Extracted data entries =>
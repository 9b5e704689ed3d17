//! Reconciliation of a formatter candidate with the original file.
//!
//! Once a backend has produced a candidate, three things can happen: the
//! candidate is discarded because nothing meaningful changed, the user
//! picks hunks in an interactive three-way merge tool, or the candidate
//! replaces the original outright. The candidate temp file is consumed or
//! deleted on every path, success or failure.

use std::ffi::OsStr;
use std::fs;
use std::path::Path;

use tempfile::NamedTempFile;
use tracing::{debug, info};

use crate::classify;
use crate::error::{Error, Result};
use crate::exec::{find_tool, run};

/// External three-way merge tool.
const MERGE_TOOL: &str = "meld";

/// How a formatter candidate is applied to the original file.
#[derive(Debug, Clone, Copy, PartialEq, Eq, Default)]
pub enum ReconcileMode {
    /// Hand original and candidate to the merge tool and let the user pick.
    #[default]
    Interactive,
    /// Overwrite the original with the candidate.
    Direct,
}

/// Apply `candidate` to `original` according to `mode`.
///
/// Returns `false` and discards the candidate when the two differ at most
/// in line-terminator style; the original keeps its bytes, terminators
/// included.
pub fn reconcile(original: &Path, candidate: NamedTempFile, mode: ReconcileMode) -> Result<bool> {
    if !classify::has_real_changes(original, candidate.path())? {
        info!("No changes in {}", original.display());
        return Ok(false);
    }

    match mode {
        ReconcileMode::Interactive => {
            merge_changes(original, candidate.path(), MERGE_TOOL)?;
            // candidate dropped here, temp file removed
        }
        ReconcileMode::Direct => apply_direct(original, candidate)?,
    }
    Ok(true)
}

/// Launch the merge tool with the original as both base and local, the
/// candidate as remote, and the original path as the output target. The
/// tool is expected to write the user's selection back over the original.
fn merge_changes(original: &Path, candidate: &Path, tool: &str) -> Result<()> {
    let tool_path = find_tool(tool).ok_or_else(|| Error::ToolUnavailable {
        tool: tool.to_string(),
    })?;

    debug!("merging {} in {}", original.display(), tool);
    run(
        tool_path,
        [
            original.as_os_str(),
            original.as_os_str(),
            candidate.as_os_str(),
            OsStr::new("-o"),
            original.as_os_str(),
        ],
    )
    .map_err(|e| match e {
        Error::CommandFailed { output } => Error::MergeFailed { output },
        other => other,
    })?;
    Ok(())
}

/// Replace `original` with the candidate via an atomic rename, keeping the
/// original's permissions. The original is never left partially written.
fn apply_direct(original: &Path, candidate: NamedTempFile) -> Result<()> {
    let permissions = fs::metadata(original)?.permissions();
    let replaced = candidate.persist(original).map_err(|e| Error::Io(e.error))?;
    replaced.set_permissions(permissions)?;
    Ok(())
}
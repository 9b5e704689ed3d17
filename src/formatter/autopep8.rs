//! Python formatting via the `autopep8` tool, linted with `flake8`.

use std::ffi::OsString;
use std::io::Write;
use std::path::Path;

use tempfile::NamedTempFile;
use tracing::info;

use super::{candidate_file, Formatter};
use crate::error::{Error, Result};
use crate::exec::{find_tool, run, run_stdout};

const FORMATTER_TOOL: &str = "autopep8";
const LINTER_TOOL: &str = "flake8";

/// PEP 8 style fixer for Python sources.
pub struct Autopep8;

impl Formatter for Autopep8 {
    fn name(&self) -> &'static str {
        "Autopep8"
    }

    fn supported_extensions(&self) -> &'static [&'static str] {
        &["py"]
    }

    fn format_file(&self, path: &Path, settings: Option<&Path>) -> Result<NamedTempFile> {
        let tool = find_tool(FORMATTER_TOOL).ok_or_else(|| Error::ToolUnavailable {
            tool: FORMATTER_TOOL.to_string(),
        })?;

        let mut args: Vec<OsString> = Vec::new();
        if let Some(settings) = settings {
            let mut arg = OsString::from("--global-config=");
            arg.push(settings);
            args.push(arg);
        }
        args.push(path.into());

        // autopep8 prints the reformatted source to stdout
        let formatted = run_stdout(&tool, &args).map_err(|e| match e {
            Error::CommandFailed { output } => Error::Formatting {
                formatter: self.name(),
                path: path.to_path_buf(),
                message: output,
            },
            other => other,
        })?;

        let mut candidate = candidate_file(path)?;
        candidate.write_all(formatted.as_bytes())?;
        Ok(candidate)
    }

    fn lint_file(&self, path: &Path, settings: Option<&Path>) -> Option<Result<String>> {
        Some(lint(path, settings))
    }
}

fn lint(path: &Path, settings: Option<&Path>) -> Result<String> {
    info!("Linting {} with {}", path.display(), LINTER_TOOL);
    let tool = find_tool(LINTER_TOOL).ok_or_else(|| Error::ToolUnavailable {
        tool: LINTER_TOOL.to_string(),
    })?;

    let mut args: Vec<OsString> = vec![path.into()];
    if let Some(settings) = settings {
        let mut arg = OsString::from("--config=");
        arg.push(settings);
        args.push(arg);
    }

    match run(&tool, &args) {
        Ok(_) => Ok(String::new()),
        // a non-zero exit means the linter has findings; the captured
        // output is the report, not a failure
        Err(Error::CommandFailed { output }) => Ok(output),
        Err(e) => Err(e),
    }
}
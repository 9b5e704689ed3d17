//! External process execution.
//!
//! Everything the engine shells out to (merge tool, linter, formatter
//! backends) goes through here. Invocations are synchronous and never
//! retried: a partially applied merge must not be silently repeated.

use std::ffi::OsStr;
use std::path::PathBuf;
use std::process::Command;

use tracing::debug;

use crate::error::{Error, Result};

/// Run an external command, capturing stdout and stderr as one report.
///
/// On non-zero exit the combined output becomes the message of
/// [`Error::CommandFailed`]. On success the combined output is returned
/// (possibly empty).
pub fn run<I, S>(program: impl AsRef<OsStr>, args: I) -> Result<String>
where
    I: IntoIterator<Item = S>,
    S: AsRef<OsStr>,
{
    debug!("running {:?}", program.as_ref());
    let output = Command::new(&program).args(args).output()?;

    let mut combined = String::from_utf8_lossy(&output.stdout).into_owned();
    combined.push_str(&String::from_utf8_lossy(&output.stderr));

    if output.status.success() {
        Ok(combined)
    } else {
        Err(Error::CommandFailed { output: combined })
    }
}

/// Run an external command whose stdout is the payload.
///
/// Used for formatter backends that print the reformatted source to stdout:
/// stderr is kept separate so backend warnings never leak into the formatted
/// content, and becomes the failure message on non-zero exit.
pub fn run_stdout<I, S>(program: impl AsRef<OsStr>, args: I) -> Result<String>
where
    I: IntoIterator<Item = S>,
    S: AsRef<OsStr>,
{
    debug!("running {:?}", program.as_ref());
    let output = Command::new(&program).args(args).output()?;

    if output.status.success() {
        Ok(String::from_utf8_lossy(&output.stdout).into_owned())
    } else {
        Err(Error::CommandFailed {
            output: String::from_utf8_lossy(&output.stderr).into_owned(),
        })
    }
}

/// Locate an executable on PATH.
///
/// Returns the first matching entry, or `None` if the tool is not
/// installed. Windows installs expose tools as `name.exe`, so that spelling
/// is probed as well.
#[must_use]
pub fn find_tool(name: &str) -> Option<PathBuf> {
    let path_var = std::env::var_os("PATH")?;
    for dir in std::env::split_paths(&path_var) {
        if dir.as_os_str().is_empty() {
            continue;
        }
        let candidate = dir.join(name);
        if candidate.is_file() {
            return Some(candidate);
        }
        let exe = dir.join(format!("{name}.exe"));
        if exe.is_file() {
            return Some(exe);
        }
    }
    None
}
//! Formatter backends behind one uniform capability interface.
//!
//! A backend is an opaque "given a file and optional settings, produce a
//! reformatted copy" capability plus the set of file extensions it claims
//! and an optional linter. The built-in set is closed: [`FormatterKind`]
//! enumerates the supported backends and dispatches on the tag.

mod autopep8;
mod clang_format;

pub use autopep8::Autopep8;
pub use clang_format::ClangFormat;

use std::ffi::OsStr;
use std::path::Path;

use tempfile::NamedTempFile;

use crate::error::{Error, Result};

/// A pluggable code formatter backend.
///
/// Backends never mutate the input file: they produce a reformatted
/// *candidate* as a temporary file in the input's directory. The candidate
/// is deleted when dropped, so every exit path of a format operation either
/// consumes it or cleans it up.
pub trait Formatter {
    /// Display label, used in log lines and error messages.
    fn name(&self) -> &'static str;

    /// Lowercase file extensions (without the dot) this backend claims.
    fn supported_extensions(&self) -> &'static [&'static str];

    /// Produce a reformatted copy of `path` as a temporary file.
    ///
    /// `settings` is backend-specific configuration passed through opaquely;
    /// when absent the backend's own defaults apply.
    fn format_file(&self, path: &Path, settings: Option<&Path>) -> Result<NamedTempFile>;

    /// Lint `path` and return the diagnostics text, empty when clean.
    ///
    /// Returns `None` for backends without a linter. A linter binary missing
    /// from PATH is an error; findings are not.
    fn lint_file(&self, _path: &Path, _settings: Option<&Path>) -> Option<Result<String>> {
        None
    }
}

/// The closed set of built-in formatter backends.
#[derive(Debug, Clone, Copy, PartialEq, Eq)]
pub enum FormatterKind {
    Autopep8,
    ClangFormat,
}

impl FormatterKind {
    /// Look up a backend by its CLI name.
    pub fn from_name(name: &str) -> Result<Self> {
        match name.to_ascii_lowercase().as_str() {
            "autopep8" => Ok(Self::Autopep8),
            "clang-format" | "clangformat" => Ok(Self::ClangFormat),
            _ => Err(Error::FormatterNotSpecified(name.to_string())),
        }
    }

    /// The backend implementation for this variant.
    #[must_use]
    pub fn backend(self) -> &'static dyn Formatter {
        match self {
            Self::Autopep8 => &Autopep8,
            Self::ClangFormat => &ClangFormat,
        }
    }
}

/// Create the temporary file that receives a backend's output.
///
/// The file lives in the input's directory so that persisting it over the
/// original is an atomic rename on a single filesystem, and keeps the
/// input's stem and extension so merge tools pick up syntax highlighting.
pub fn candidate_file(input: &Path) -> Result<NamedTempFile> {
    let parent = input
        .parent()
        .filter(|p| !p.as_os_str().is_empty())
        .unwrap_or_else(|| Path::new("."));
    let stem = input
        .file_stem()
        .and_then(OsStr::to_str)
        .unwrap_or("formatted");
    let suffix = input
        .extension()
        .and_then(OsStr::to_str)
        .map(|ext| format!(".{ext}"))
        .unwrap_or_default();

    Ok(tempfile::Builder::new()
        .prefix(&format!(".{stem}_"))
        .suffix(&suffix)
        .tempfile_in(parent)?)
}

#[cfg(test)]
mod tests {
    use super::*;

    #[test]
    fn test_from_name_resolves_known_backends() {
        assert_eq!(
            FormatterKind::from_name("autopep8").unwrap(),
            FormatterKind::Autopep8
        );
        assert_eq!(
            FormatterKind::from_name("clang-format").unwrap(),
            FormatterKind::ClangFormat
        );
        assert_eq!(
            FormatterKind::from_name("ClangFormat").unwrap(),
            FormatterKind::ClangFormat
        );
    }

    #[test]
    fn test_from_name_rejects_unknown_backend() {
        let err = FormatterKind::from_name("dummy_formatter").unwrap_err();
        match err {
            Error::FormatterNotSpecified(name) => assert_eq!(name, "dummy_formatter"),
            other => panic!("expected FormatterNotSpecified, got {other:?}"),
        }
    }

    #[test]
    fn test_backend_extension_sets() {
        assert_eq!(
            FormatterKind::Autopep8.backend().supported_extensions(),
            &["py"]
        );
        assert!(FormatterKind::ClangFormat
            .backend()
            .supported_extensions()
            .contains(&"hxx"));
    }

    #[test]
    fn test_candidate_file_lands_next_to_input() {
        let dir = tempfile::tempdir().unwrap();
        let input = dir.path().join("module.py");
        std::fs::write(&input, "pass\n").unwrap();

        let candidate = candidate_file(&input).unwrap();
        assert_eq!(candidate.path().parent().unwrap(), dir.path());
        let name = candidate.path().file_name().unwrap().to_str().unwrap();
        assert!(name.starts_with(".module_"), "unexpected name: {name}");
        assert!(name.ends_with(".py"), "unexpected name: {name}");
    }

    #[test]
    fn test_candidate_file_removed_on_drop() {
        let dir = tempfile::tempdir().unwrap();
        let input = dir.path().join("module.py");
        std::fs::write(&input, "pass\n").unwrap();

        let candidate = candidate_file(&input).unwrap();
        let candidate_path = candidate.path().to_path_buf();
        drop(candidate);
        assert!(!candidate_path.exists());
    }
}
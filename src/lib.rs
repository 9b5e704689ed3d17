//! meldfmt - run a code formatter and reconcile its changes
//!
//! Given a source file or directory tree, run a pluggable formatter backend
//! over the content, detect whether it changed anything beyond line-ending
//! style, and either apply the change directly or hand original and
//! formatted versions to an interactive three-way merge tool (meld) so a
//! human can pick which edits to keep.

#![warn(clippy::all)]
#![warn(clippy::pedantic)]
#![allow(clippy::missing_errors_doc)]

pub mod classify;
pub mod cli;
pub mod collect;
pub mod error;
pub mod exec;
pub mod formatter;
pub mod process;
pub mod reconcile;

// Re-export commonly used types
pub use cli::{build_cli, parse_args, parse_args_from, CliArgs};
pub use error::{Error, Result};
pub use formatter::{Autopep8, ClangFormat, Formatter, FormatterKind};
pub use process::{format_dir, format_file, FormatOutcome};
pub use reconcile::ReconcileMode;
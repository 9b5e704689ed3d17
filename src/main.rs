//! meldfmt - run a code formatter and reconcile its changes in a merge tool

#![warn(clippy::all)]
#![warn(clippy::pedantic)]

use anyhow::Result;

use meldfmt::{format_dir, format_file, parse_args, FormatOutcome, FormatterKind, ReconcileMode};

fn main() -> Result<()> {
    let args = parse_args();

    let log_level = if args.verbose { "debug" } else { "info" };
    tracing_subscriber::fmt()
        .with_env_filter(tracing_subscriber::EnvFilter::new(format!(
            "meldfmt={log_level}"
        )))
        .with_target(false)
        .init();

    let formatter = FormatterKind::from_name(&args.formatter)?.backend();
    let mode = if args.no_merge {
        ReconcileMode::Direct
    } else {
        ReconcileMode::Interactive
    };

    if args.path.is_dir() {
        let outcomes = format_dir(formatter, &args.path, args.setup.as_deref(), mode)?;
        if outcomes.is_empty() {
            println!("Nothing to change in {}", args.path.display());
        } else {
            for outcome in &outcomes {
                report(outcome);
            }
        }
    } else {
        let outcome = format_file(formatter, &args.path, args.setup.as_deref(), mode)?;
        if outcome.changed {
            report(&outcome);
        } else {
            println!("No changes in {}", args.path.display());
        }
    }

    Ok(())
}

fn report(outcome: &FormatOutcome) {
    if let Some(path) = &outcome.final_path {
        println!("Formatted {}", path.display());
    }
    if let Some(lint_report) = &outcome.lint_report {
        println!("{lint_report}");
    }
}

TASK STATEMENT =>
Count the lines above that contain "zero", and give only the number.

WRITTEN ANSWER =>
3